Vietnamese Football League Second Division
- Season: 2021
- Dates: 4 May 2021 (cancelled)
- Matches: 5
- Goals: 10 (2 per match)
- Top goalscorer: Nguyễn Duy Khánh (2 goals)
- Biggest home win: Lam Dong 4–1 Kon Tum (4 May 2021)

= 2021 Vietnamese Football League Second Division =

The 2021 Vietnamese Football League Second Division (known as the Asanzo Cup for sponsorship reasons) was the 21st season of the Vietnamese League Two. The season began on 4 May 2021.
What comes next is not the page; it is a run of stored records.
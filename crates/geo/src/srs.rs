//! Spatial reference system handling and coordinate transformations.

use proj4rs::Proj;
use proj4rs::proj::ProjType;
use proj4rs::transform::transform;
use proj4wkt::wkt_to_projstring;

use crate::crs::Epsg;
use crate::crs::epsg;
use crate::{Error, Point, Result};

#[derive(Debug, Clone)]
pub struct SpatialReference {
    srs: Proj,
    epsg: Option<Epsg>,
    definition: String,
}

impl SpatialReference {
    pub fn from_epsg(epsg: Epsg) -> Result<Self> {
        let proj_str = crs_definitions::from_code(epsg.code())
            .map(|def| def.proj4.to_string())
            .ok_or_else(|| Error::Runtime(format!("Failed to generate Proj4 string for EPSG code {epsg}")))?;

        Ok(Self {
            srs: Proj::from_proj_string(&proj_str)?,
            epsg: Some(epsg),
            definition: epsg.to_string(),
        })
    }

    /// Accepts `EPSG:<code>`, `WGS84`, a WKT string or a proj string
    pub fn from_definition(def: &str) -> Result<Self> {
        let def = def.trim();
        if def.is_empty() {
            return Err(Error::InvalidArgument("Empty projection definition".into()));
        }

        if def.eq_ignore_ascii_case("WGS84") {
            return Self::from_epsg(epsg::WGS84);
        }

        if let Ok(epsg) = def.parse::<Epsg>() {
            return Self::from_epsg(epsg);
        }

        if is_wkt_string(def) {
            return Self::from_wkt(def);
        }

        Ok(Self {
            srs: Proj::from_proj_string(def)?,
            epsg: None,
            definition: def.to_string(),
        })
    }

    /// The EPSG authority of the WKT is used when present, it gives results closer to osgeo/proj
    pub fn from_wkt(wkt: &str) -> Result<Self> {
        if let Some(epsg) = wkt_epsg(wkt) {
            return Self::from_epsg(epsg);
        }

        let proj_str =
            wkt_to_projstring(wkt).map_err(|e| Error::InvalidArgument(format!("Failed to parse WKT string ({e})")))?;

        Ok(Self {
            srs: Proj::from_proj_string(&proj_str)?,
            epsg: None,
            definition: proj_str,
        })
    }

    pub fn is_geographic(&self) -> bool {
        self.srs.projection_type() == ProjType::Latlong
    }

    pub fn is_projected(&self) -> bool {
        !self.is_geographic()
    }

    pub fn epsg(&self) -> Option<Epsg> {
        self.epsg
    }

    /// The definition this reference was created from, `EPSG:<code>` when created from an EPSG code
    pub fn definition(&self) -> &str {
        &self.definition
    }

    fn proj(&self) -> &Proj {
        &self.srs
    }
}

const WKT_ROOTS: [&str; 4] = ["PROJCS[", "GEOGCS[", "PROJCRS[", "GEOGCRS["];

fn is_wkt_string(s: &str) -> bool {
    WKT_ROOTS.iter().any(|root| s.starts_with(root))
}

fn wkt_epsg(wkt: &str) -> Option<Epsg> {
    let parse_code = |code: &str| code.parse::<u16>().ok().map(Epsg::from);

    let builder = proj4wkt::Builder;
    let node = builder.parse(wkt).ok()?;
    match &node {
        proj4wkt::builder::Node::PROJCRS(crs) => crs.projection.authority.as_ref().and_then(|auth| parse_code(&auth.code)),
        proj4wkt::builder::Node::GEOGCRS(crs) => crs.authority.as_ref().and_then(|auth| parse_code(&auth.code)),
        _ => None,
    }
}

/// Transforms points between two spatial references.
/// Geographic coordinates are expressed in degrees (x = longitude, y = latitude) on both sides.
pub struct CoordinateTransformer {
    source: SpatialReference,
    target: SpatialReference,
    identity: bool,
}

impl CoordinateTransformer {
    pub fn new(source_srs: &str, target_srs: &str) -> Result<Self> {
        Ok(Self::from_references(
            SpatialReference::from_definition(source_srs)?,
            SpatialReference::from_definition(target_srs)?,
        ))
    }

    pub fn from_epsg(source_epsg: Epsg, target_epsg: Epsg) -> Result<Self> {
        Ok(Self::from_references(
            SpatialReference::from_epsg(source_epsg)?,
            SpatialReference::from_epsg(target_epsg)?,
        ))
    }

    pub fn from_references(source: SpatialReference, target: SpatialReference) -> Self {
        let identity = match (source.epsg(), target.epsg()) {
            (Some(src), Some(dst)) => src == dst,
            _ => source.definition() == target.definition(),
        };

        CoordinateTransformer { source, target, identity }
    }

    /// True when source and target are the same reference, points pass through unchanged
    pub fn is_identity(&self) -> bool {
        self.identity
    }

    pub fn transform_point(&self, point: Point) -> Result<Point> {
        let mut p = point;
        self.transform_point_in_place(&mut p)?;
        Ok(p)
    }

    pub fn transform_point_in_place(&self, point: &mut Point) -> Result<()> {
        if self.identity {
            return Ok(());
        }

        if self.source.is_geographic() {
            *point = point.to_radians();
        }

        transform(self.source.proj(), self.target.proj(), point)?;

        if self.target.is_geographic() {
            // proj4rs works in radians for geographic systems
            *point = point.to_degrees();
        }

        Ok(())
    }

    pub fn transform_points_in_place(&self, points: &mut [Point]) -> Result<()> {
        for point in points.iter_mut() {
            self.transform_point_in_place(point)?;
        }
        Ok(())
    }

    pub fn source(&self) -> &SpatialReference {
        &self.source
    }

    pub fn target(&self) -> &SpatialReference {
        &self.target
    }

    pub fn source_srs(&self) -> &str {
        self.source.definition()
    }

    pub fn target_srs(&self) -> &str {
        self.target.definition()
    }
}
use crate::Color;
use crate::legend::MappingConfig;

mod categoric;
mod linear;

pub use categoric::ClassificationScheme;
pub use linear::ContinuousColorRamp;

/// Trait for implementing color mappers
pub trait ColorMapper {
    fn color_for_numeric_value(&self, value: f64, config: &MappingConfig) -> Color;
    fn category_count(&self) -> usize;
}
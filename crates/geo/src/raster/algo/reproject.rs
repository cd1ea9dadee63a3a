use std::ops::RangeInclusive;

use crate::{
    Cell, CoordinateTransformer, Error, Point, RasterGrid, Result,
    point::{self, euclidean_distance},
    raster::{Band, GeoRaster},
};

use super::warp;

const MIN_WEIGHT: f64 = 1e-9;

/// Resampling kernel used to compute the value of a target cell
#[derive(Debug, Clone, Copy, Default, PartialEq, Eq)]
#[cfg_attr(feature = "serde", derive(serde::Serialize, serde::Deserialize))]
pub enum Kernel {
    /// Value of the source cell that contains the target cell center (categorical data)
    #[default]
    Nearest,
    /// Weighted average of the four closest source cell centers (continuous data)
    Bilinear,
}

#[derive(Debug, Clone)]
pub struct WarpOptions {
    pub kernel: Kernel,
    /// Linear interpolation threshold in source pixels, if the linear interpolation error of a row segment is bigger than this threshold
    /// exact calculations will be used (default = 0.125, 0 transforms every cell)
    pub error_threshold: f64,
}

impl WarpOptions {
    pub fn with_kernel(kernel: Kernel) -> Self {
        WarpOptions {
            kernel,
            ..Default::default()
        }
    }
}

impl Default for WarpOptions {
    fn default() -> Self {
        Self {
            kernel: Kernel::default(),
            error_threshold: 0.125,
        }
    }
}

/// Resamples `src` onto the `target` grid.
/// Source nodata and target cells outside of the source extent are NaN in the result.
pub fn reproject(src: &GeoRaster, target: &RasterGrid, kernel: Kernel) -> Result<GeoRaster> {
    reproject_with_options(src, target, &WarpOptions::with_kernel(kernel))
}

pub fn reproject_with_options(src: &GeoRaster, target: &RasterGrid, opts: &WarpOptions) -> Result<GeoRaster> {
    if target.size().is_empty() {
        return Err(Error::InvalidArgument("Reprojection target grid is empty".into()));
    }

    if src.grid().is_aligned_with(target) {
        let band = src.band().clone().with_nodata_as_nan(src.grid().nodata());
        return GeoRaster::new(target.clone(), band);
    }

    // target world coordinates are transformed back into the source coordinate system
    let mapper = SourcePixelMapper {
        coord_trans: CoordinateTransformer::new(target.projection(), src.grid().projection())?,
        source: src.grid(),
    };

    let sampler = Sampler {
        band: src.band(),
        nodata: src.grid().nodata().filter(|nod| !nod.is_nan()).map(|nod| nod as f32),
        kernel: opts.kernel,
    };

    let cols = target.columns();
    let mut dst = Band::filled_with_nodata(target.size());
    let mut positions = vec![Point::new(f64::NAN, f64::NAN); cols];

    for (row, row_slice) in dst.as_mut_slice().chunks_mut(cols).enumerate() {
        if opts.error_threshold > 0.0 {
            subdivide_segment(&mut positions, target, row, 0..=cols - 1, &mapper, opts.error_threshold)?;
        } else {
            mapper.map_exact(&mut positions, target, row, 0)?;
        }

        for (value, pixel) in row_slice.iter_mut().zip(&positions) {
            *value = sampler.sample(*pixel);
        }
    }

    log::debug!(
        "Reprojected {} to {} ({:?}): {} valid cells",
        src.grid(),
        target,
        opts.kernel,
        dst.finite_count()
    );

    GeoRaster::new(target.clone(), dst)
}

/// Reprojects to WGS84 longitude/latitude on the default grid computed from the source extent.
/// The nodata value of the result is NaN.
pub fn reproject_to_geographic(src: &GeoRaster, kernel: Kernel) -> Result<GeoRaster> {
    let target = warp::geographic_grid(src.grid())?.with_nodata(Some(f64::NAN));
    reproject(src, &target, kernel)
}

struct SourcePixelMapper<'a> {
    coord_trans: CoordinateTransformer,
    source: &'a RasterGrid,
}

impl SourcePixelMapper<'_> {
    /// Converts target world coordinates into fractional source pixel positions
    fn to_source_pixels(&self, points: &mut [Point]) -> Result<()> {
        self.coord_trans.transform_points_in_place(points)?;
        for p in points.iter_mut() {
            *p = self.source.pixel_position(*p);
        }

        Ok(())
    }

    fn map_exact(&self, positions: &mut [Point], target: &RasterGrid, row: usize, start_col: usize) -> Result<()> {
        for (i, pos) in positions.iter_mut().enumerate() {
            *pos = target.cell_center(Cell::from_row_col(row as i32, (start_col + i) as i32));
        }

        self.to_source_pixels(positions)
    }
}

/// Recursively subdivide a segment of a row, segments where the linear interpolation of the
/// end points is accurate enough are not transformed cell by cell
fn subdivide_segment(
    positions: &mut [Point],
    target: &RasterGrid,
    row: usize,
    columns: RangeInclusive<usize>,
    mapper: &SourcePixelMapper,
    error_threshold: f64,
) -> Result<()> {
    let start_col = *columns.start();
    let end_col = *columns.end();
    let middle_col = (start_col + end_col) / 2;

    debug_assert!(positions.len() == end_col - start_col + 1);

    if positions.len() <= 2 {
        return mapper.map_exact(positions, target, row, start_col);
    }

    let mut points = [
        target.cell_center(Cell::from_row_col(row as i32, start_col as i32)),
        target.cell_center(Cell::from_row_col(row as i32, middle_col as i32)),
        target.cell_center(Cell::from_row_col(row as i32, end_col as i32)),
    ];
    mapper.to_source_pixels(&mut points)?;
    let [start_pixel, middle_pixel, end_pixel] = points;

    let span = (end_col - start_col) as f64;
    let interpolated_middle = point::interpolate(start_pixel, end_pixel, (middle_col - start_col) as f64 / span);
    let error = euclidean_distance(middle_pixel, interpolated_middle);

    if error < error_threshold {
        for (i, pos) in positions.iter_mut().enumerate() {
            *pos = point::interpolate(start_pixel, end_pixel, i as f64 / span);
        }
    } else {
        let (first_half, second_half) = positions.split_at_mut(middle_col - start_col + 1);
        subdivide_segment(first_half, target, row, start_col..=middle_col, mapper, error_threshold)?;
        subdivide_segment(second_half, target, row, middle_col + 1..=end_col, mapper, error_threshold)?;
    }

    Ok(())
}

struct Sampler<'a> {
    band: &'a Band,
    nodata: Option<f32>,
    kernel: Kernel,
}

impl Sampler<'_> {
    fn valid_value(&self, row: usize, col: usize) -> Option<f32> {
        let value = self.band.value(row, col);
        if value.is_nan() || Some(value) == self.nodata {
            None
        } else {
            Some(value)
        }
    }

    /// `pixel` is the fractional (col, row) position in the source raster
    fn sample(&self, pixel: Point) -> f32 {
        let cols = self.band.columns() as f64;
        let rows = self.band.rows() as f64;
        if !(pixel.x() >= 0.0 && pixel.x() < cols && pixel.y() >= 0.0 && pixel.y() < rows) {
            return f32::NAN;
        }

        match self.kernel {
            Kernel::Nearest => self
                .valid_value(pixel.y().floor() as usize, pixel.x().floor() as usize)
                .unwrap_or(f32::NAN),
            Kernel::Bilinear => self.sample_bilinear(pixel),
        }
    }

    fn sample_bilinear(&self, pixel: Point) -> f32 {
        // distances are measured between cell centers
        let x = pixel.x() - 0.5;
        let y = pixel.y() - 0.5;
        let x0 = x.floor();
        let y0 = y.floor();
        let fx = x - x0;
        let fy = y - y0;

        let clamp_col = |c: f64| (c.max(0.0) as usize).min(self.band.columns() - 1);
        let clamp_row = |r: f64| (r.max(0.0) as usize).min(self.band.rows() - 1);
        let (c0, c1) = (clamp_col(x0), clamp_col(x0 + 1.0));
        let (r0, r1) = (clamp_row(y0), clamp_row(y0 + 1.0));

        let neighbours = [
            (r0, c0, (1.0 - fx) * (1.0 - fy)),
            (r0, c1, fx * (1.0 - fy)),
            (r1, c0, (1.0 - fx) * fy),
            (r1, c1, fx * fy),
        ];

        let mut sum = 0.0;
        let mut weight_sum = 0.0;
        for (row, col, weight) in neighbours {
            if weight <= 0.0 {
                continue;
            }

            if let Some(value) = self.valid_value(row, col) {
                sum += value as f64 * weight;
                weight_sum += weight;
            }
        }

        // weights of missing neighbours are redistributed over the valid ones
        if weight_sum > MIN_WEIGHT {
            (sum / weight_sum) as f32
        } else {
            f32::NAN
        }
    }
}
On August 21, 2021, VFF had an online meeting with representatives of clubs to determine the 'fate' of professional tournaments in 2021 and finally came to the result of canceling all tournaments in the years, including the Second Division.

==Competition format==
14 teams will compete in the 2021 season, split into two equal groups of 7 each. The top two teams from each group will qualify for the final stage. The two teams wins the 2 final stage matches will gain promotion to 2022 V.League 2. The team with the fewest points among the 2 groups in the group stage will be relegated to 2022 Vietnamese League Three.

==Teams==
===Stadium and locations===

Note: Table lists in alphabetical order.

| Team | Location | Stadium | Capacity |
|---|---|---|---|
| Binh Thuan | Phan Thiet | Phan Thiet | 6,000 |
| Dong Nai | Bien Hoa | Dong Nai | 20,000 |
| Dong Thap | Cao Lanh | Cao Lãnh | 20,000 |
| Gia Dinh | Ho Chi Minh City (Hoc Mon) | Tan Hiep | TBD |
| Hai Nam Vinh Yen VP | Tam Dao | Tam Dao |  |
| Hoa Binh | Hoa Binh | Hoa Binh |  |
| Ho Chi Minh City Youth | Ho Chi Minh City (District 10) | Thong Nhat | 16,000 |
| Kon Tum | Kon Tum | Kon Tum | 15,000 |
| Lam Dong | Da Lat | Lam Dong | 2,000 |
| PVF | Hung Yen | PVF | 4,500 |
| Quang Nam B | Nui Thanh | Nui Thanh |  |
| SHB Da Nang B | Da Nang (Cam Le) | Hoa Xuan | 20,000 |
| Tien Giang | My Tho | Tien Giang | 10,000 |
| Vinh Long | Vinh Long | Vinh Long | 10,000 |

=== Number of teams by region ===

| Number | Region | Team(s) |
| 3 | Mekong Delta | Dong Thap, Tien Giang, and Vinh Long |
| South Central | Binh Thuan, Quang Nam B and SHB Da Nang B |
| Southeast | Dong Nai, Gia Dinh and Ho Chi Minh City Youth |
| 2 | Central Highlands | Kon Tum and Lam Dong |
| Red River Delta | Hai Nam Vinh Yen VP and PVF |
| 1 | Northwest | Hoa Binh |

==Personnel and kits==
Note: Flags indicate national team as has been defined under FIFA eligibility rules. Players may hold more than one non-FIFA nationality.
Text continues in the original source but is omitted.